Activity: After locating the line that contains "Ring Store: a" in the data below, set down exactly that line and each one after it through the line that contains "(matching the reference", and nothing more.

Stored data
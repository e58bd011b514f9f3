//! The Ring Store: a fixed-size circular buffer of samples per metric,
//! with transactional write, range read, and gauge-only retention
//! rewrite.

mod sample;

pub use sample::Sample;

use tsdb_codec::{decode_meta, decode_value_record, encode_value_record, meta_key, value_key, value_key_range, VALID_FLAG};
use tsdb_catalog::DescriptorCatalog;
use tsdb_core::{Error, MetricId, MetricType, Result};
use tsdb_kvstore::KvStore;

/// Computes `ts / step` using floor division (matching the reference
/// implementation's behavior, which differs from Rust's truncating `/`
/// for negative operands).
fn floor_div(a: i64, b: i64) -> i64 {
    let q = a / b;
    let r = a % b;
    if (r != 0) && ((r < 0) != (b < 0)) {
        q - 1
    } else {
        q
    }
}

fn floor_mod(a: i64, b: i64) -> i64 {
    a - floor_div(a, b) * b
}

/// The per-metric circular sample buffer.
#[derive(Clone)]
pub struct RingStore {
    store: KvStore,
    retry_attempts: u32,
}

impl RingStore {
    /// Wrap a KV store handle. Range reads retry up to 3 times on
    /// `ConflictRetryable`; use [`Self::with_retry_attempts`] to
    /// configure a different bound.
    pub fn new(store: KvStore) -> Self {
        Self { store, retry_attempts: 3 }
    }

    /// Override the retry bound range reads use (§5's retry policy,
    /// configurable via the top-level builder).
    pub fn with_retry_attempts(mut self, attempts: u32) -> Self {
        self.retry_attempts = attempts;
        self
    }

    /// Write `(ts, value)` into the slot `(ts / step) mod slots`,
    /// overwriting whatever sample previously occupied it without
    /// reading it first.
    pub fn write(&self, metric_id: MetricId, ts: i64, value: f32) -> Result<()> {
        let mut txn = self.store.begin();
        let meta = match txn.get(&meta_key(metric_id)) {
            Some(bytes) => decode_meta(&bytes)?,
            None => return Err(Error::NotFound(metric_id)),
        };
        let window = floor_div(ts, meta.step as i64);
        let slot = floor_mod(window, meta.slots as i64) as u32;
        txn.put(
            value_key(metric_id, slot),
            encode_value_record(window as u32, value, VALID_FLAG),
        );
        txn.commit()
    }

    /// Read every sample in `[start_ts, end_ts]`, sorted ascending by
    /// `ts`. Returns empty if the metric has no Meta record, or if the
    /// requested range covers no windows.
    pub fn read_range(&self, metric_id: MetricId, start_ts: i64, end_ts: i64) -> Result<Vec<Sample>> {
        self.store.with_retry(self.retry_attempts, |txn| {
            let meta = match txn.get(&meta_key(metric_id)) {
                Some(bytes) => decode_meta(&bytes)?,
                None => return Ok(Vec::new()),
            };
            let step = meta.step as i64;
            let slots = meta.slots as i64;

            let start_window = floor_div(start_ts, step);
            let end_window = floor_div(end_ts, step);
            let count = end_window.saturating_sub(start_window).saturating_add(1).min(slots);
            if count <= 0 {
                return Ok(Vec::new());
            }
            let start_slot = floor_mod(start_window, slots) as u32;
            let count = count as u32;
            let slots_u32 = slots as u32;

            let segments: Vec<(u32, u32)> = if start_slot + count <= slots_u32 {
                vec![(start_slot, start_slot + count)]
            } else {
                let first_len = slots_u32 - start_slot;
                vec![(start_slot, slots_u32), (0, count - first_len)]
            };

            let mut samples = Vec::new();
            for (seg_start, seg_end) in segments {
                let (skey, ekey) = value_key_range(metric_id, seg_start, seg_end);
                for (_, raw) in txn.scan(&skey, &ekey) {
                    let record = match decode_value_record(&raw) {
                        Ok(r) => r,
                        Err(_) => continue,
                    };
                    if !record.is_valid() {
                        continue;
                    }
                    let ts = record.window as i64 * step;
                    if ts < start_ts || ts > end_ts {
                        continue;
                    }
                    samples.push(Sample { ts, value: record.value, metric_type: meta.metric_type });
                }
            }
            samples.sort_by_key(|s| s.ts);
            Ok(samples)
        })
    }

    /// Re-bucket a gauge metric into a new `(step, slots)` ring.
    ///
    /// Not atomic across its four steps (snapshot, delete, recreate,
    /// replay): a concurrent write landing in the old ring during the
    /// window between snapshot and delete is lost. Counters are rejected
    /// outright since their slot-wrap reset semantics cannot survive a
    /// re-bucketing.
    pub fn retention_rewrite(
        &self,
        catalog: &DescriptorCatalog,
        metric_id: MetricId,
        new_step: i32,
        new_slots: i32,
    ) -> Result<MetricId> {
        let record = catalog
            .metric_record(metric_id)?
            .ok_or(Error::NotFound(metric_id))?;
        if record.metric_type != MetricType::Gauge {
            return Err(Error::validation("retention rewrite is only supported for gauges"));
        }

        tracing::info!(metric_id, new_step, new_slots, "retention rewrite starting");
        let snapshot = self.read_range(metric_id, 0, i64::MAX)?;

        catalog.delete_metric(metric_id)?;
        catalog.ensure_descriptor(
            Some(metric_id),
            MetricType::Gauge,
            Some(new_step),
            Some(new_slots),
            record.name.as_deref(),
            &record.tags,
        )?;
        for sample in &snapshot {
            self.write(metric_id, sample.ts, sample.value)?;
        }
        tracing::info!(metric_id, replayed = snapshot.len(), "retention rewrite complete");
        Ok(metric_id)
    }
}

#[cfg(test)]
mod tests {
    use super::*;
    use std::collections::BTreeMap;
    use tsdb_catalog::DescriptorCatalog;

    fn setup(metric_type: MetricType, step: i32, slots: i32) -> (DescriptorCatalog, RingStore, MetricId) {
        let store = KvStore::new();
        let catalog = DescriptorCatalog::new(store.clone());
        let ring = RingStore::new(store);
        let id = catalog
            .ensure_descriptor(None, metric_type, Some(step), Some(slots), None, &BTreeMap::new())
            .unwrap();
        (catalog, ring, id)
    }

    #[test]
    fn ring_wrap_keeps_only_most_recent_slots() {
        let (_cat, ring, id) = setup(MetricType::Gauge, 1, 3);
        let t = 1_000_000i64;
        for (i, v) in [(0, 0.0), (1, 1.0), (2, 2.0), (3, 3.0)] {
            ring.write(id, t + i, v).unwrap();
        }
        let result = ring.read_range(id, t, t + 3).unwrap();
        let ts_values: Vec<(i64, f32)> = result.iter().map(|s| (s.ts, s.value)).collect();
        assert_eq!(ts_values, vec![(t + 1, 1.0), (t + 2, 2.0), (t + 3, 3.0)]);
    }

    #[test]
    fn counter_reset_is_retained_raw() {
        let (_cat, ring, id) = setup(MetricType::Counter, 1, 4);
        let t = 2_000_000i64;
        ring.write(id, t, 100.0).unwrap();
        ring.write(id, t + 1, 90.0).unwrap();
        let result = ring.read_range(id, t, t + 1).unwrap();
        let values: Vec<f32> = result.iter().map(|s| s.value).collect();
        assert_eq!(values, vec![100.0, 90.0]);
    }

    #[test]
    fn read_range_of_missing_metric_is_empty() {
        let store = KvStore::new();
        let ring = RingStore::new(store);
        assert!(ring.read_range(999, 0, 100).unwrap().is_empty());
    }

    #[test]
    fn write_to_missing_metric_is_not_found() {
        let store = KvStore::new();
        let ring = RingStore::new(store);
        let err = ring.write(999, 0, 1.0).unwrap_err();
        assert!(err.is_not_found());
    }

    #[test]
    fn retention_rewrite_preserves_visible_samples_under_new_shape() {
        let (cat, ring, id) = setup(MetricType::Gauge, 1, 3);
        let t = 5_000_000i64;
        ring.write(id, t, 1.0).unwrap();
        ring.write(id, t + 1, 2.0).unwrap();
        ring.retention_rewrite(&cat, id, 2, 10).unwrap();

        let result = ring.read_range(id, 0, i64::MAX).unwrap();
        let values: Vec<f32> = result.iter().map(|s| s.value).collect();
        assert_eq!(values, vec![1.0, 2.0]);
        let record = cat.metric_record(id).unwrap().unwrap();
        assert_eq!(record.step, 2);
        assert_eq!(record.slots, 10);
    }

    #[test]
    fn retention_rewrite_rejects_counters() {
        let (cat, ring, id) = setup(MetricType::Counter, 1, 3);
        let err = ring.retention_rewrite(&cat, id, 2, 10).unwrap_err();
        assert!(matches!(err, Error::ValidationError(_)));
    }
}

Expected output:
//! The Ring Store: a fixed-size circular buffer of samples per metric,
//! with transactional write, range read, and gauge-only retention
//! rewrite.

mod sample;

pub use sample::Sample;

use tsdb_codec::{decode_meta, decode_value_record, encode_value_record, meta_key, value_key, value_key_range, VALID_FLAG};
use tsdb_catalog::DescriptorCatalog;
use tsdb_core::{Error, MetricId, MetricType, Result};
use tsdb_kvstore::KvStore;

/// Computes `ts / step` using floor division (matching the reference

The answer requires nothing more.